Show an OpenFileDialog and get the FileName property from it in one line

I'm working on a simple application and I'm trying to get a shortcut to an exe that the user chooses. It's working as it is, but I was wondering if it's possible to open the dialog box and get the file path from it in one line so that I don't have to store the dialog box in memory.

I know it's possible to call multiple methods on one line, such as string[] array = value.Trim().ToLower().Split('\\'); but when I try to do that type of setup with the OpenFileDialog, I get an error about the methods not existing.

Here's the code I have right now:

OpenFileDialog box = new OpenFileDialog(); box.ShowDialog(); pathTextBox.Text = d.FileName;

I was wondering if it would be possible (for neatness sake) to set it up something like pathTextBox.Text = new OpenFileDialog().ShowDialog().FileName;

Upvotes: 0

Views: 1464

Answers (2)

CodeHxr
CodeHxr

Reputation: 885

I'm fairly confident that none of the modal dialogs don't work that way. While you can say:

var foo = new OpenFileDialog().ShowDialog();

The result of that is a DialogResult, and not the filename property you're looking for. Additionally, you would no longer have a reference to the actual FileDialog object and could no longer extract the chosen filename anyway.
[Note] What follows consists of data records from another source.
/*
SPDX-FileCopyrightText: Copyright 2026 LG Electronics Inc.
SPDX-License-Identifier: MIT
*/

//! Calc: turns fused data and the current drive state into a control
//! command.

use std::sync::Arc;
use std::time::Duration;

use fleet_core::middleware::LocalRuntime;
use fleet_core::{
    Application, ChannelKind, ComponentError, Middleware, PortSettings, ReceiveMode,
    SoftwareComponent,
};
use parking_lot::Mutex;
use tracing::{debug, trace};

use crate::payload::{
    ControlData, DriveState, FusedData, CONTROL_DATA, CONTROL_DATA_SERVICE, DRIVE_STATE,
    DRIVE_STATE_SERVICE, FUSED_DATA, FUSED_DATA_SERVICE,
};

pub const CRUISE_SPEED_MPS: f32 = 10.0;
pub const CAUTIOUS_SPEED_MPS: f32 = 2.0;
/// Steering applied while an obstacle is within caution distance.
pub const EVASIVE_STEERING_RAD: f32 = 0.1;

pub struct Calc {
    runtime: Arc<LocalRuntime>,
    interval: Duration,
}

impl Calc {
    pub fn new(runtime: Arc<LocalRuntime>, interval: Duration) -> Self {
        Self { runtime, interval }
    }
}

/// Speed limited by the drive state and by the distance to the obstacle.
pub fn control(fused: &FusedData, state: DriveState) -> ControlData {
    let nearest = fused.nearest_obstacle_m;
    let speed_mps = match state {
        DriveState::Stopped | DriveState::Braking => 0.0,
        DriveState::Cautious => CAUTIOUS_SPEED_MPS.min(nearest * 0.5),
        DriveState::Cruising => CRUISE_SPEED_MPS.min(nearest * 2.0),
    };
    let steering_rad = match state {
        DriveState::Cautious | DriveState::Braking => EVASIVE_STEERING_RAD,
        DriveState::Stopped | DriveState::Cruising => 0.0,
    };
    ControlData {
        seq: fused.seq,
        speed_mps,
        steering_rad,
    }
}

impl Application for Calc {
    fn initialize(&self, component: &mut SoftwareComponent) -> Result<(), ComponentError> {
        let fused_mw: Arc<dyn Middleware<FusedData>> = self.runtime.clone();
        let state_mw: Arc<dyn Middleware<DriveState>> = self.runtime.clone();
        let control_mw: Arc<dyn Middleware<ControlData>> = self.runtime.clone();

        let fused = component.add_inbound(
            FUSED_DATA,
            ChannelKind::Event,
            PortSettings::new(FUSED_DATA_SERVICE).with_interval(self.interval),
            fused_mw,
        )?;
        // state changes are rare and must apply at once
        let drive_state = component.add_inbound(
            DRIVE_STATE,
            ChannelKind::Field,
            PortSettings::new(DRIVE_STATE_SERVICE)
                .with_interval(self.interval)
                .with_receive_mode(ReceiveMode::Triggered),
            state_mw,
        )?;
        let command = component.add_outbound(
            CONTROL_DATA,
            ChannelKind::Event,
            PortSettings::new(CONTROL_DATA_SERVICE).with_interval(self.interval),
            control_mw,
        )?;

        let state = Arc::new(Mutex::new(DriveState::default()));

        let latest = Arc::clone(&state);
        drive_state.set_handler(move |next| {
            debug!(state = %next, "drive state received");
            *latest.lock() = next;
        });

        fused.set_handler(move |data| {
            let current = *state.lock();
            let cmd = control(&data, current);
            trace!(seq = cmd.seq, speed = cmd.speed_mps, state = %current, "control computed");
            command.write_data(cmd);
        });
        Ok(())
    }
}
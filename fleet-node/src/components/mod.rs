/*
SPDX-FileCopyrightText: Copyright 2026 LG Electronics Inc.
SPDX-License-Identifier: MIT
*/

//! Concrete fleet components.
//!
//! Each one is an [`Application`]: it only creates its ports, wires their
//! handlers and registers periodic work.  Lifecycle and scheduling come
//! from [`SoftwareComponent`](fleet_core::SoftwareComponent).

pub mod actuator;
pub mod calc;
pub mod sensor;
pub mod sensor_fusion;
pub mod state_manager;

pub use actuator::{Actuator, ActuatorStats};
pub use calc::Calc;
pub use sensor::Sensor;
pub use sensor_fusion::SensorFusion;
pub use state_manager::StateManager;

use std::fmt;
use std::sync::Arc;
use std::time::Duration;

use clap::ValueEnum;
use fleet_core::middleware::LocalRuntime;
use fleet_core::Application;

#[derive(Debug, Clone, Copy, PartialEq, Eq, Hash, ValueEnum)]
pub enum ComponentKind {
    Sensor,
    SensorFusion,
    StateManager,
    Calc,
    Actuator,
    SimActuator,
}

impl ComponentKind {
    /// Pipeline order: providers before their consumers.
    pub const ALL: [ComponentKind; 6] = [
        ComponentKind::Sensor,
        ComponentKind::SensorFusion,
        ComponentKind::StateManager,
        ComponentKind::Calc,
        ComponentKind::Actuator,
        ComponentKind::SimActuator,
    ];

    /// Name used for logging and as the key in the configuration file.
    pub fn name(self) -> &'static str {
        match self {
            ComponentKind::Sensor => "sensor",
            ComponentKind::SensorFusion => "sensor_fusion",
            ComponentKind::StateManager => "state_manager",
            ComponentKind::Calc => "calc",
            ComponentKind::Actuator => "actuator",
            ComponentKind::SimActuator => "sim_actuator",
        }
    }

    /// Build the component's application with `interval` as its default
    /// port and task period.
    pub fn application(self, runtime: Arc<LocalRuntime>, interval: Duration) -> Box<dyn Application> {
        match self {
            ComponentKind::Sensor => Box::new(Sensor::new(runtime, interval)),
            ComponentKind::SensorFusion => Box::new(SensorFusion::new(runtime, interval)),
            ComponentKind::StateManager => Box::new(StateManager::new(runtime, interval)),
            ComponentKind::Calc => Box::new(Calc::new(runtime, interval)),
            ComponentKind::Actuator => Box::new(Actuator::new(runtime, interval)),
            ComponentKind::SimActuator => Box::new(Actuator::simulated(runtime, interval)),
        }
    }
}

impl fmt::Display for ComponentKind {
    fn fmt(&self, f: &mut fmt::Formatter<'_>) -> fmt::Result {
        f.write_str(self.name())
    }
}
One alternative available to you is to make a method that makes it "look" like you're doing it with a single call:

public static string GetFilename()
{
    var dlg = new OpenFileDialog();
    var result = dlg.ShowDialog();
    var filename = dlg.FileName;

    return filename;
}

public static void Main()
{
    var userChosenFile = GetFilename();
    var aDifferentChosenFile = GetFilename();
    var yetAnotherChosenFile = GetFilename();
}

Upvotes: 0

Yeldar Kurmangaliyev
Yeldar Kurmangaliyev

Reputation: 34189

Short answer: it is called method call chaining. It works with Trim().ToLower().Split() because Trim() and ToLower() return string. You cannot chain call to ShowDialog this way, because ShowDialog method returns DialogResult which is just an enum.

However, in theory you could extract this to a separate extension method:

public static class OpenFileDialogExtensions
{
    public static string ShowDialogAndReturnFileName(this OpenFileDialog dialog)
    {
        // consider checking arguments
        dialog.ShowDialog(); 
        // consider checking the result of `ShowDialog` (e.g., user could close the dialog)
        return dialog.FileName;
    }
}

// Usage, just like you want:
pathTextBox.Text = new OpenFileDialog().ShowDialogAndReturnFileName();

Keep in mind that shorter code doesn't mean better code.
Perhaps, the best way to do this is not to do this.